Records from a data collection
________________________________________

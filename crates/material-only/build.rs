use std::{fs, path::Path, process::Command};

fn main() {
    println!("cargo::rerun-if-changed=shaders/");

    compile_shader("MaterialOnlyShader", "vs");
    compile_shader("MaterialOnlyShader", "ps");
}

/// Compiles `shaders/<name>.<stage>.hlsl` into `cso/` next to the executables.
fn compile_shader(name: &str, stage: &str) {
    if std::env::var_os("CARGO_CFG_WINDOWS").is_none() {
        return;
    }

    let out_dir = std::env::var("OUT_DIR").unwrap() + "/../../../cso/";
    create_dir(Path::new(&out_dir));

    let src = format!("shaders/{name}.{stage}.hlsl");
    let dst = format!("{out_dir}{name}.{stage}.cso");
    let profile = format!("{stage}_5_0");

    let status = Command::new("fxc")
        .args(["/nologo", "/T", &profile, "/E", "main", "/Fo", &dst, &src])
        .status();
    match status {
        Ok(status) if status.success() => println!("Compiled {src} to {dst}"),
        Ok(status) => println!("cargo::warning=fxc failed on {src}: {status}"),
        Err(e) => println!("cargo::warning=Could not run fxc on {src}: {e}"),
    }
}

fn create_dir(dir: &Path) {
    if !dir.exists() {
        if let Err(e) = fs::create_dir_all(dir) {
            println!("Failed to create {}: {e}", dir.display());
        }
    }
}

________________________________________

## Work to be completed
Every line above in which the word "hlsl" is present must be copied into the answer.

## Answer below
/// Compiles `shaders/<name>.<stage>.hlsl` into `cso/` next to the executables.
    let src = format!("shaders/{name}.{stage}.hlsl");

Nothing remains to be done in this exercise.